Various versions of Profondo’s release have included some form of additional material, whether it’s the film version of the tracks versus the originals, or various cues and effects, and Waxwork went the exhaustive route: two whole additional LPs of extras, the “complete” score. I’m always split on how to rate such things: a completionist or collector would certainly be wowed, but for someone just wanting to listen to some music – do they add anything? And often, unfortunately, I don’t think the answer to that latter question is ‘yes,’ except for “more.” Some of these additions are drastically different – “lullaby” versions with haunting, childlike chants; jazz versions that alter the vibe of Goblin’s guitar / drum-centric takes – but an equal amount are fairly similar, or are just cues.

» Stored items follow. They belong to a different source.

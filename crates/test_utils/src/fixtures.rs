//! Canonical configuration fixtures

use chrono::{DateTime, TimeZone, Utc};
use once_cell::sync::Lazy;
use rust_decimal_macros::dec;

use core_kernel::Rate;
use domain_investment::{RateTable, RateTier};
use domain_wallet::VipThresholds;
use engine_processing::EngineConfig;

static PRODUCT_RATE_TABLE: Lazy<RateTable> = Lazy::new(|| {
    RateTable::new(vec![
        RateTier::bounded(1, 6, Rate::from_percentage(dec!(1.0))),
        RateTier::bounded(7, 14, Rate::from_percentage(dec!(2.0))),
        RateTier::bounded(15, 29, Rate::from_percentage(dec!(3.0))),
        RateTier::open_ended(30, Rate::from_percentage(dec!(5.0))),
    ])
    .expect("product rate table is valid")
});

/// The product's four-tier rate table
pub fn product_rate_table() -> RateTable {
    PRODUCT_RATE_TABLE.clone()
}

/// The product's two-step VIP thresholds (50M, 150M)
pub fn vip_thresholds() -> VipThresholds {
    VipThresholds::new(vec![dec!(50_000_000), dec!(150_000_000)])
        .expect("product thresholds are valid")
}

/// A complete engine configuration from the fixtures above
pub fn engine_config() -> EngineConfig {
    EngineConfig {
        rate_table: product_rate_table(),
        vip_thresholds: vip_thresholds(),
    }
}

/// A fixed reference instant so tests are deterministic
pub fn fixed_now() -> DateTime<Utc> {
    Utc.with_ymd_and_hms(2024, 6, 15, 9, 30, 0).unwrap()
}
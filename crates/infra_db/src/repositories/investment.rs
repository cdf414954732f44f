//! Investment store adapter
//!
//! The two conditional updates here are the engine's concurrency
//! primitives. Both are single atomic statements: the accrual update is
//! guarded by the `last_accrual_at` the caller read, and the maturity
//! claim flips and finalizes rows in one `UPDATE ... RETURNING` so no two
//! runs can own the same investment.

use async_trait::async_trait;
use chrono::{DateTime, Utc};
use rust_decimal::Decimal;
use sqlx::PgPool;
use uuid::Uuid;

use core_kernel::{CasOutcome, InvestmentId, Money, Rate, StoreError, UserId};
use domain_investment::{Investment, InvestmentStatus, InvestmentStore};

use crate::error::map_sqlx_error;

const SELECT_COLUMNS: &str = "investment_id, owner_id, principal_amount, daily_profit_rate, \
     term_days, accrued_profit, maturity_date, last_accrual_at, status, created_at";

#[derive(Debug, Clone)]
pub struct PgInvestmentStore {
    pool: PgPool,
}

impl PgInvestmentStore {
    pub fn new(pool: PgPool) -> Self {
        Self { pool }
    }
}

#[async_trait]
impl InvestmentStore for PgInvestmentStore {
    async fn insert(&self, investment: &Investment) -> Result<(), StoreError> {
        sqlx::query(
            r#"
            INSERT INTO investments (
                investment_id, owner_id, principal_amount, daily_profit_rate,
                term_days, accrued_profit, maturity_date, last_accrual_at,
                status, created_at
            ) VALUES ($1, $2, $3, $4, $5, $6, $7, $8, $9, $10)
            "#,
        )
        .bind(investment.id.as_uuid())
        .bind(investment.owner_id.as_uuid())
        .bind(investment.principal_amount.amount())
        .bind(investment.daily_profit_rate.as_percentage())
        .bind(investment.term_days as i32)
        .bind(investment.accrued_profit.amount())
        .bind(investment.maturity_date)
        .bind(investment.last_accrual_at)
        .bind(investment.status.as_str())
        .bind(investment.created_at)
        .execute(&self.pool)
        .await
        .map_err(|e| map_sqlx_error("insert investment", e))?;

        Ok(())
    }

    async fn get(&self, id: InvestmentId) -> Result<Option<Investment>, StoreError> {
        let row: Option<InvestmentRow> = sqlx::query_as(&format!(
            "SELECT {SELECT_COLUMNS} FROM investments WHERE investment_id = $1"
        ))
        .bind(id.as_uuid())
        .fetch_optional(&self.pool)
        .await
        .map_err(|e| map_sqlx_error("get investment", e))?;

        row.map(Investment::try_from).transpose()
    }

    async fn list_accruable(
        &self,
        now: DateTime<Utc>,
        limit: u32,
    ) -> Result<Vec<Investment>, StoreError> {
        let rows: Vec<InvestmentRow> = sqlx::query_as(&format!(
            r#"
            SELECT {SELECT_COLUMNS} FROM investments
            WHERE status = 'active' AND maturity_date > $1
            ORDER BY created_at
            LIMIT $2
            "#
        ))
        .bind(now)
        .bind(limit as i64)
        .fetch_all(&self.pool)
        .await
        .map_err(|e| map_sqlx_error("list accruable investments", e))?;

        rows.into_iter().map(Investment::try_from).collect()
    }

    async fn apply_accrual(
        &self,
        id: InvestmentId,
        observed_last_accrual: DateTime<Utc>,
        profit_delta: Money,
        accrued_at: DateTime<Utc>,
    ) -> Result<CasOutcome, StoreError> {
        // Compare-and-set: the write only lands if the row still holds
        // the accrual watermark this caller read.
        let result = sqlx::query(
            r#"
            UPDATE investments
            SET accrued_profit = accrued_profit + $3,
                last_accrual_at = $4
            WHERE investment_id = $1
              AND status = 'active'
              AND last_accrual_at = $2
            "#,
        )
        .bind(id.as_uuid())
        .bind(observed_last_accrual)
        .bind(profit_delta.amount())
        .bind(accrued_at)
        .execute(&self.pool)
        .await
        .map_err(|e| map_sqlx_error("apply accrual", e))?;

        Ok(if result.rows_affected() == 1 {
            CasOutcome::Applied
        } else {
            CasOutcome::Lost
        })
    }

    async fn claim_matured(
        &self,
        now: DateTime<Utc>,
        limit: u32,
    ) -> Result<Vec<Investment>, StoreError> {
        // One atomic claim: flip the status and finalize the accrued
        // profit from the frozen inputs, returning only rows this caller
        // owns. SKIP LOCKED keeps concurrent runs off each other's rows.
        let rows: Vec<InvestmentRow> = sqlx::query_as(&format!(
            r#"
            UPDATE investments
            SET status = 'completed',
                accrued_profit = principal_amount * daily_profit_rate / 100 * term_days
            WHERE investment_id IN (
                SELECT investment_id FROM investments
                WHERE status = 'active' AND maturity_date <= $1
                ORDER BY maturity_date
                LIMIT $2
                FOR UPDATE SKIP LOCKED
            )
              AND status = 'active'
            RETURNING {SELECT_COLUMNS}
            "#
        ))
        .bind(now)
        .bind(limit as i64)
        .fetch_all(&self.pool)
        .await
        .map_err(|e| map_sqlx_error("claim matured investments", e))?;

        rows.into_iter().map(Investment::try_from).collect()
    }

    async fn count_overdue_active(&self, now: DateTime<Utc>) -> Result<u64, StoreError> {
        let count: i64 = sqlx::query_scalar(
            "SELECT COUNT(*) FROM investments WHERE status = 'active' AND maturity_date <= $1",
        )
        .bind(now)
        .fetch_one(&self.pool)
        .await
        .map_err(|e| map_sqlx_error("count overdue investments", e))?;

        Ok(count as u64)
    }

    async fn revert_premature_completions(
        &self,
        now: DateTime<Utc>,
    ) -> Result<Vec<InvestmentId>, StoreError> {
        let ids: Vec<Uuid> = sqlx::query_scalar(
            r#"
            UPDATE investments
            SET status = 'active'
            WHERE status = 'completed' AND maturity_date > $1
            RETURNING investment_id
            "#,
        )
        .bind(now)
        .fetch_all(&self.pool)
        .await
        .map_err(|e| map_sqlx_error("revert premature completions", e))?;

        Ok(ids.into_iter().map(InvestmentId::from_uuid).collect())
    }
}

/// Raw database row, converted into the aggregate after fetch
#[derive(Debug, sqlx::FromRow)]
struct InvestmentRow {
    investment_id: Uuid,
    owner_id: Uuid,
    principal_amount: Decimal,
    daily_profit_rate: Decimal,
    term_days: i32,
    accrued_profit: Decimal,
    maturity_date: DateTime<Utc>,
    last_accrual_at: DateTime<Utc>,
    status: String,
    created_at: DateTime<Utc>,
}

impl TryFrom<InvestmentRow> for Investment {
    type Error = StoreError;

    fn try_from(row: InvestmentRow) -> Result<Self, Self::Error> {
        let status = match row.status.as_str() {
            "active" => InvestmentStatus::Active,
            "completed" => InvestmentStatus::Completed,
            other => {
                return Err(StoreError::serialization(format!(
                    "unknown investment status '{other}'"
                )))
            }
        };

        Ok(Investment {
            id: InvestmentId::from_uuid(row.investment_id),
            owner_id: UserId::from_uuid(row.owner_id),
            principal_amount: Money::new(row.principal_amount),
            daily_profit_rate: Rate::from_percentage(row.daily_profit_rate),
            term_days: row.term_days as u32,
            accrued_profit: Money::new(row.accrued_profit),
            maturity_date: row.maturity_date,
            last_accrual_at: row.last_accrual_at,
            status,
            created_at: row.created_at,
        })
    }
}
//! HTTP surface tests
//!
//! Drive the router end to end over the in-memory store adapters:
//! scheduler authentication, trigger summaries, and the validated
//! settings surface.

use std::sync::Arc;

use axum::http::{HeaderName, HeaderValue, StatusCode};
use axum_test::TestServer;
use rust_decimal_macros::dec;
use serde_json::{json, Value};

use core_kernel::UserId;
use domain_wallet::WalletStore;
use interface_api::auth::{create_token, roles};
use interface_api::config::ApiConfig;
use interface_api::{create_router, AppState};
use test_utils::{fixed_now, InvestmentBuilder, MemoryInvestmentStore, MemorySettingsStore, MemoryWalletStore};

const SCHEDULER_SECRET: &str = "test-scheduler-secret";
const JWT_SECRET: &str = "test-jwt-secret";

struct Harness {
    server: TestServer,
    investments: Arc<MemoryInvestmentStore>,
    wallets: Arc<MemoryWalletStore>,
}

fn harness(dev_mode: bool) -> Harness {
    let investments = Arc::new(MemoryInvestmentStore::new());
    let wallets = Arc::new(MemoryWalletStore::new());
    let settings = Arc::new(MemorySettingsStore::new());

    let config = ApiConfig {
        scheduler_secret: SCHEDULER_SECRET.to_string(),
        jwt_secret: JWT_SECRET.to_string(),
        dev_mode,
        ..ApiConfig::default()
    };

    let state = AppState {
        investments: investments.clone(),
        wallets: wallets.clone(),
        settings,
        config,
    };

    Harness {
        server: TestServer::new(create_router(state)).unwrap(),
        investments,
        wallets,
    }
}

fn scheduler_header() -> (HeaderName, HeaderValue) {
    (
        HeaderName::from_static("x-scheduler-token"),
        HeaderValue::from_static(SCHEDULER_SECRET),
    )
}

fn admin_bearer() -> (HeaderName, HeaderValue) {
    let token = create_token("ops-1", vec![roles::ADMIN.to_string()], JWT_SECRET, 300).unwrap();
    (
        HeaderName::from_static("authorization"),
        HeaderValue::from_str(&format!("Bearer {token}")).unwrap(),
    )
}

#[tokio::test]
async fn health_endpoints_are_public() {
    let h = harness(false);

    let response = h.server.get("/health").await;
    assert_eq!(response.status_code(), StatusCode::OK);

    let response = h.server.get("/health/ready").await;
    assert_eq!(response.status_code(), StatusCode::OK);
}

#[tokio::test]
async fn triggers_reject_unauthenticated_calls() {
    let h = harness(false);

    for path in [
        "/jobs/accrual",
        "/jobs/settlement",
        "/jobs/reconcile",
        "/jobs/vip-recompute",
    ] {
        let response = h.server.post(path).await;
        assert_eq!(response.status_code(), StatusCode::UNAUTHORIZED, "{path}");
    }
}

#[tokio::test]
async fn triggers_accept_bearer_secret() {
    let h = harness(false);

    let response = h
        .server
        .post("/jobs/accrual")
        .add_header(
            HeaderName::from_static("authorization"),
            HeaderValue::from_str(&format!("Bearer {SCHEDULER_SECRET}")).unwrap(),
        )
        .await;
    assert_eq!(response.status_code(), StatusCode::OK);
}

#[tokio::test]
async fn triggers_accept_scheduler_header_on_get_and_post() {
    let h = harness(false);
    let (name, value) = scheduler_header();

    let response = h
        .server
        .get("/jobs/accrual")
        .add_header(name.clone(), value.clone())
        .await;
    assert_eq!(response.status_code(), StatusCode::OK);

    let response = h.server.post("/jobs/accrual").add_header(name, value).await;
    assert_eq!(response.status_code(), StatusCode::OK);
}

#[tokio::test]
async fn dev_mode_skips_trigger_auth() {
    let h = harness(true);
    let response = h.server.post("/jobs/settlement").await;
    assert_eq!(response.status_code(), StatusCode::OK);
}

#[tokio::test]
async fn settlement_trigger_reports_the_batch_summary() {
    let h = harness(false);
    let owner = UserId::new();
    h.wallets.register_user(owner);
    h.investments.seed(
        InvestmentBuilder::new(fixed_now())
            .owner(owner)
            .matured_days_ago(3)
            .build(),
    );

    let (name, value) = scheduler_header();
    let response = h
        .server
        .post("/jobs/settlement")
        .add_header(name.clone(), value.clone())
        .await;
    assert_eq!(response.status_code(), StatusCode::OK);

    let body: Value = response.json();
    assert_eq!(body["success"], json!(true));
    assert_eq!(body["processed_count"], json!(1));
    assert_eq!(body["total_returned"], json!("1140000"));
    assert!(body["errors"].as_array().unwrap().is_empty());
    assert!(body["execution_time_ms"].is_number());
    assert!(body["timestamp"].is_string());

    // Idempotence over the wire: the second trigger finds nothing.
    let body: Value = h
        .server
        .post("/jobs/settlement")
        .add_header(name, value)
        .await
        .json();
    assert_eq!(body["processed_count"], json!(0));
    assert_eq!(body["total_returned"], json!("0"));
}

#[tokio::test]
async fn accrual_trigger_reports_updated_rows() {
    let h = harness(false);
    h.investments.seed(
        InvestmentBuilder::new(fixed_now() - chrono::Duration::days(40))
            .term_days(60)
            .build(),
    );

    let (name, value) = scheduler_header();
    let body: Value = h
        .server
        .post("/jobs/accrual")
        .add_header(name, value)
        .await
        .json();

    assert_eq!(body["success"], json!(true));
    assert_eq!(body["updated"], json!(1));
}

#[tokio::test]
async fn settings_require_admin_jwt() {
    let h = harness(false);

    let response = h.server.get("/settings/rate-tiers").await;
    assert_eq!(response.status_code(), StatusCode::UNAUTHORIZED);

    // A valid token without the admin role is forbidden.
    let token = create_token("viewer-1", vec!["viewer".to_string()], JWT_SECRET, 300).unwrap();
    let response = h
        .server
        .get("/settings/rate-tiers")
        .add_header(
            HeaderName::from_static("authorization"),
            HeaderValue::from_str(&format!("Bearer {token}")).unwrap(),
        )
        .await;
    assert_eq!(response.status_code(), StatusCode::FORBIDDEN);

    let (name, value) = admin_bearer();
    let response = h
        .server
        .get("/settings/rate-tiers")
        .add_header(name, value)
        .await;
    assert_eq!(response.status_code(), StatusCode::OK);
    let body: Value = response.json();
    assert_eq!(body["tiers"].as_array().unwrap().len(), 4);
}

#[tokio::test]
async fn rate_tier_writes_are_validated() {
    let h = harness(false);
    let (name, value) = admin_bearer();

    // Overlapping tiers are rejected at write time.
    let response = h
        .server
        .put("/settings/rate-tiers")
        .add_header(name.clone(), value.clone())
        .json(&json!({
            "tiers": [
                {"min_days": 1, "max_days": 10, "rate": "1.0"},
                {"min_days": 10, "max_days": 20, "rate": "2.0"}
            ]
        }))
        .await;
    assert_eq!(response.status_code(), StatusCode::UNPROCESSABLE_ENTITY);

    // A gap between bounded tiers is rejected too.
    let response = h
        .server
        .put("/settings/rate-tiers")
        .add_header(name.clone(), value.clone())
        .json(&json!({
            "tiers": [
                {"min_days": 1, "max_days": 10, "rate": "1.0"},
                {"min_days": 15, "max_days": 20, "rate": "2.0"}
            ]
        }))
        .await;
    assert_eq!(response.status_code(), StatusCode::UNPROCESSABLE_ENTITY);

    // A well-formed table is accepted and echoed back.
    let response = h
        .server
        .put("/settings/rate-tiers")
        .add_header(name, value)
        .json(&json!({
            "tiers": [
                {"min_days": 1, "max_days": 10, "rate": "1.5"},
                {"min_days": 11, "rate": "3.0"}
            ]
        }))
        .await;
    assert_eq!(response.status_code(), StatusCode::OK);
    let body: Value = response.json();
    assert_eq!(body["tiers"].as_array().unwrap().len(), 2);
}

#[tokio::test]
async fn vip_threshold_write_triggers_full_recompute() {
    let h = harness(false);
    let user = UserId::new();
    h.wallets.register_user(user);

    // Seed 60M of completed deposits directly.
    let entry = domain_wallet::LedgerEntry::completed_deposit(
        user,
        core_kernel::Money::new(dec!(60_000_000)),
        "seeded deposit",
        fixed_now(),
    )
    .unwrap();
    h.wallets.append_entry(&entry).await.unwrap();

    let (name, value) = admin_bearer();

    // Non-increasing thresholds are rejected.
    let response = h
        .server
        .put("/settings/vip-thresholds")
        .add_header(name.clone(), value.clone())
        .json(&json!({"thresholds": ["150000000", "50000000"]}))
        .await;
    assert_eq!(response.status_code(), StatusCode::UNPROCESSABLE_ENTITY);

    let response = h
        .server
        .put("/settings/vip-thresholds")
        .add_header(name, value)
        .json(&json!({"thresholds": ["50000000", "150000000"]}))
        .await;
    assert_eq!(response.status_code(), StatusCode::OK);

    let body: Value = response.json();
    assert_eq!(body["max_tier"], json!(2));
    assert_eq!(body["recompute"]["updated"], json!(1));
    assert_eq!(h.wallets.vip_tier(user).await.unwrap(), 1);
}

The original cost of the LP wasn’t too outlandish compared to Waxwork’s regular prices ($40), but you’re still paying beyond what you would for a 1 LP set – which is all the original score takes up. And that first LP is perfect, and would’ve unhesitantly netted a matching perfect rating. So I’ll take my usual route here and dock a star, reflecting the questionable necessity of the bonuses beyond a point of interest. For the (no pun intended) record, I do think a way to add value to such things – as I understand that, by their nature, alternates / demos aren’t going to be the wholly original things I want them to be – is to include some notes about the differences. What are these cues? What’s the reason for the different takes? Even a short paragraph can add enough context to make listening to them more interesting and appreciable.